[PATCH] Make GVN more iterative

Daniel Berlin dberlin at dberlin.org
Tue Aug 12 09:26:10 PDT 2014


On Tue, Aug 12, 2014 at 2:25 AM, James Molloy <james.molloy at arm.com> wrote:
> Hi Daniel,
>
> The 5% speedup in compile time is almost certainly entirely noise. That figure was got from running the LNT suite on a core i7.
>
> You're right that in this testcase only one load is missed currently, but that is 50% of the loads in the testcase! The problem is chains of partially redundant loads. The reduced testcase that inspired this (taken from 450.soplex, where we lose 15% of our runtime due to it!) is:
>
> double f(int stat, int i, double * restrict * restrict p)
> {
>     double x;
>     switch (stat)
>     {
>         case 0:
>         case 1:
>             x = p[0][i] - 1;
>             if (x < 0)
>                 return x;
>         case 2:
>             return 3 - p[0][i];
>         default:
>             return 0;
>     }
> }
>
> You sound like an expert on the GVN code, which I certainly am not. I've worked with PRE heavily before, but that was in a different compiler that did not use SSA so the algorithm was totally different (and GVN didn't exist). Having looked at the LLVM algorithm, the first (GVN) stage performs PRE of loads, but the second stage performs PRE of non-loads.

Yes.  This is because GVN does not really value number memory, it uses
memdep to try to get it to tell whether the loads look the same (which
isn't really the same :P).  As such, PRE of memory is performed at the
point where it is asking memdep questions (and in fact, is mostly
independent of the rest of GVN, except for one small part).

As such, it will miss things, like you describe, where you end up with
partially redundant loads that interact with partially redundant
scalars (and other cases, since the Load PRE does not handle partial
availability)

>
> This is obviously going to result in missing PRE opportunities. The example above ends up with a chain where you need to spot the first load is partially redundant (which GVN duly does), then spot that the "sext i32 -> i64" afterwards is partially redundant (which the second stage PRE duly does), then notice the next load is now redundant (woops, we never do load PRE again at this point!)
>
> I don't see it as "we're missing just one load", I see it as "LLVM's implementation of a truly classical compiler optimization is really weak".

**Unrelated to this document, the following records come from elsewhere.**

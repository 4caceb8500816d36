use strum::{EnumCount, EnumIter};

use crate::metadata::tables::types::CodedIndexType;

/// Identifiers of the ECMA-335 metadata tables (II.22).
///
/// Only the tables that may appear in a compiled module's `#~` stream are listed. Their order
/// matches the bit positions in the `Valid` mask of the tables header, and row counts are stored
/// in exactly this order.
#[derive(Clone, Copy, PartialEq, Debug, EnumIter, EnumCount, Eq, Hash, PartialOrd, Ord)]
#[repr(u8)]
pub enum TableId {
    /// `Module` (0x00)
    Module = 0x00,
    /// `TypeRef` (0x01)
    TypeRef = 0x01,
    /// `TypeDef` (0x02)
    TypeDef = 0x02,
    /// `FieldPtr` (0x03), uncompressed streams only
    FieldPtr = 0x03,
    /// `Field` (0x04)
    Field = 0x04,
    /// `MethodPtr` (0x05), uncompressed streams only
    MethodPtr = 0x05,
    /// `MethodDef` (0x06)
    MethodDef = 0x06,
    /// `ParamPtr` (0x07), uncompressed streams only
    ParamPtr = 0x07,
    /// `Param` (0x08)
    Param = 0x08,
    /// `InterfaceImpl` (0x09)
    InterfaceImpl = 0x09,
    /// `MemberRef` (0x0A)
    MemberRef = 0x0A,
    /// `Constant` (0x0B)
    Constant = 0x0B,
    /// `CustomAttribute` (0x0C)
    CustomAttribute = 0x0C,
    /// `FieldMarshal` (0x0D)
    FieldMarshal = 0x0D,
    /// `DeclSecurity` (0x0E)
    DeclSecurity = 0x0E,
    /// `ClassLayout` (0x0F)
    ClassLayout = 0x0F,
    /// `FieldLayout` (0x10)
    FieldLayout = 0x10,
    /// `StandAloneSig` (0x11)
    StandAloneSig = 0x11,
    /// `EventMap` (0x12)
    EventMap = 0x12,
    /// `EventPtr` (0x13), uncompressed streams only
    EventPtr = 0x13,
    /// `Event` (0x14)
    Event = 0x14,
    /// `PropertyMap` (0x15)
    PropertyMap = 0x15,
    /// `PropertyPtr` (0x16), uncompressed streams only
    PropertyPtr = 0x16,
    /// `Property` (0x17)
    Property = 0x17,
    /// `MethodSemantics` (0x18)
    MethodSemantics = 0x18,
    /// `MethodImpl` (0x19)
    MethodImpl = 0x19,
    /// `ModuleRef` (0x1A)
    ModuleRef = 0x1A,
    /// `TypeSpec` (0x1B)
    TypeSpec = 0x1B,
    /// `ImplMap` (0x1C)
    ImplMap = 0x1C,
    /// `FieldRVA` (0x1D)
    FieldRVA = 0x1D,
    /// `EncLog` (0x1E)
    EncLog = 0x1E,
    /// `EncMap` (0x1F)
    EncMap = 0x1F,
    /// `Assembly` (0x20)
    Assembly = 0x20,
    /// `AssemblyProcessor` (0x21)
    AssemblyProcessor = 0x21,
    /// `AssemblyOS` (0x22)
    AssemblyOS = 0x22,
    /// `AssemblyRef` (0x23)
    AssemblyRef = 0x23,
    /// `AssemblyRefProcessor` (0x24)
    AssemblyRefProcessor = 0x24,
    /// `AssemblyRefOS` (0x25)
    AssemblyRefOS = 0x25,
    /// `File` (0x26)
    File = 0x26,
    /// `ExportedType` (0x27)
    ExportedType = 0x27,
    /// `ManifestResource` (0x28)
    ManifestResource = 0x28,
    /// `NestedClass` (0x29)
    NestedClass = 0x29,
    /// `GenericParam` (0x2A)
    GenericParam = 0x2A,
    /// `MethodSpec` (0x2B)
    MethodSpec = 0x2B,
    /// `GenericParamConstraint` (0x2C)
    GenericParamConstraint = 0x2C,
}

/// The kind of a single column in a metadata table row.
#[derive(Clone, Copy, PartialEq, Eq, Debug)]
pub enum Column {
    /// A constant of the given width in bytes
    Fixed(u8),
    /// An index into the `#Strings` heap
    Str,
    /// An index into the `#GUID` heap
    Guid,
    /// An index into the `#Blob` heap
    Blob,
    /// A simple index into another table
    Index(TableId),
    /// A coded index
    Coded(CodedIndexType),
}

impl TableId {
    /// The table id that owns the given token prefix.
    #[must_use]
    pub fn from_token_table(table: u8) -> Option<TableId> {
        use strum::IntoEnumIterator;
        TableId::iter().find(|id| *id as u8 == table)
    }

    /// Token value of row 0 of this table; add the row index to get a full token.
    #[must_use]
    pub fn token_base(&self) -> u32 {
        u32::from(*self as u8) << 24
    }

    /// Row layout of this table (ECMA-335 II.22).
    ///
    /// Every table must be known so the offsets of the tables that follow it can be computed,
    /// even though only a handful are ever decoded.
    #[must_use]
    #[rustfmt::skip]
    pub fn columns(&self) -> &'static [Column] {
        use Column::{Blob, Coded, Fixed, Guid, Index, Str};
        use CodedIndexType as C;

        match self {
            TableId::Module =>                 &[Fixed(2), Str, Guid, Guid, Guid],
            TableId::TypeRef =>                &[Coded(C::ResolutionScope), Str, Str],
            TableId::TypeDef =>                &[Fixed(4), Str, Str, Coded(C::TypeDefOrRef), Index(TableId::Field), Index(TableId::MethodDef)],
            TableId::FieldPtr =>               &[Index(TableId::Field)],
            TableId::Field =>                  &[Fixed(2), Str, Blob],
            TableId::MethodPtr =>              &[Index(TableId::MethodDef)],
            TableId::MethodDef =>              &[Fixed(4), Fixed(2), Fixed(2), Str, Blob, Index(TableId::Param)],
            TableId::ParamPtr =>               &[Index(TableId::Param)],
            TableId::Param =>                  &[Fixed(2), Fixed(2), Str],
            TableId::InterfaceImpl =>          &[Index(TableId::TypeDef), Coded(C::TypeDefOrRef)],
            TableId::MemberRef =>              &[Coded(C::MemberRefParent), Str, Blob],
            TableId::Constant =>               &[Fixed(2), Coded(C::HasConstant), Blob],
            TableId::CustomAttribute =>        &[Coded(C::HasCustomAttribute), Coded(C::CustomAttributeType), Blob],
            TableId::FieldMarshal =>           &[Coded(C::HasFieldMarshal), Blob],
            TableId::DeclSecurity =>           &[Fixed(2), Coded(C::HasDeclSecurity), Blob],
            TableId::ClassLayout =>            &[Fixed(2), Fixed(4), Index(TableId::TypeDef)],
            TableId::FieldLayout =>            &[Fixed(4), Index(TableId::Field)],
            TableId::StandAloneSig =>          &[Blob],
            TableId::EventMap =>               &[Index(TableId::TypeDef), Index(TableId::Event)],
            TableId::EventPtr =>               &[Index(TableId::Event)],
            TableId::Event =>                  &[Fixed(2), Str, Coded(C::TypeDefOrRef)],
            TableId::PropertyMap =>            &[Index(TableId::TypeDef), Index(TableId::Property)],
            TableId::PropertyPtr =>            &[Index(TableId::Property)],
            TableId::Property =>               &[Fixed(2), Str, Blob],
            TableId::MethodSemantics =>        &[Fixed(2), Index(TableId::MethodDef), Coded(C::HasSemantics)],
            TableId::MethodImpl =>             &[Index(TableId::TypeDef), Coded(C::MethodDefOrRef), Coded(C::MethodDefOrRef)],
            TableId::ModuleRef =>              &[Str],
            TableId::TypeSpec =>               &[Blob],
            TableId::ImplMap =>                &[Fixed(2), Coded(C::MemberForwarded), Str, Index(TableId::ModuleRef)],
            TableId::FieldRVA =>               &[Fixed(4), Index(TableId::Field)],
            TableId::EncLog =>                 &[Fixed(4), Fixed(4)],
            TableId::EncMap =>                 &[Fixed(4)],
            TableId::Assembly =>               &[Fixed(4), Fixed(2), Fixed(2), Fixed(2), Fixed(2), Fixed(4), Blob, Str, Str],
            TableId::AssemblyProcessor =>      &[Fixed(4)],
            TableId::AssemblyOS =>             &[Fixed(4), Fixed(4), Fixed(4)],
            TableId::AssemblyRef =>            &[Fixed(2), Fixed(2), Fixed(2), Fixed(2), Fixed(4), Blob, Str, Str, Blob],
            TableId::AssemblyRefProcessor =>   &[Fixed(4), Index(TableId::AssemblyRef)],
            TableId::AssemblyRefOS =>          &[Fixed(4), Fixed(4), Fixed(4), Index(TableId::AssemblyRef)],
            TableId::File =>                   &[Fixed(4), Str, Blob],
            TableId::ExportedType =>           &[Fixed(4), Fixed(4), Str, Str, Coded(C::Implementation)],
            TableId::ManifestResource =>       &[Fixed(4), Fixed(4), Str, Coded(C::Implementation)],
            TableId::NestedClass =>            &[Index(TableId::TypeDef), Index(TableId::TypeDef)],
            TableId::GenericParam =>           &[Fixed(2), Fixed(2), Coded(C::TypeOrMethodDef), Str],
            TableId::MethodSpec =>             &[Coded(C::MethodDefOrRef), Blob],
            TableId::GenericParamConstraint => &[Index(TableId::GenericParam), Coded(C::TypeDefOrRef)],
        }
    }
}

I 100% agree with you, but this is a known issue.  Nobody has had the
werewithal to actually solve it, and people keep piling on hacks and
bandaids, which is how GCC got so slow in the end.  There has to be a
stop loss point or GVN will just get ever slower.

> What do you think? Should we implement a new algorithm, or make it more iterative?
>

Realistically, we should change the algorithm. But this is a lot of
work. (if you are interested, i can help, and there is even a GVN+PRE
implementation in LLVM's sourcetree, if you look at the version
control history of Transforms/Scalar)

However,  you could go halfway for now.
There is nothing, IIRC, that should stop you from updating the
availability tables after the scalar PRE, and then just iterating that
+ load PRE (without the rest of GVN).  The load PRE does not really
depend on anything interesting, last i looked.

> It only re-iterates if PRE actually does something, so I don't think this should slow the compiler down massively.


3% on an average testcase is a lot to catch essentially 0.1% more
loads ;)  It's only because this load is important that anyone cares.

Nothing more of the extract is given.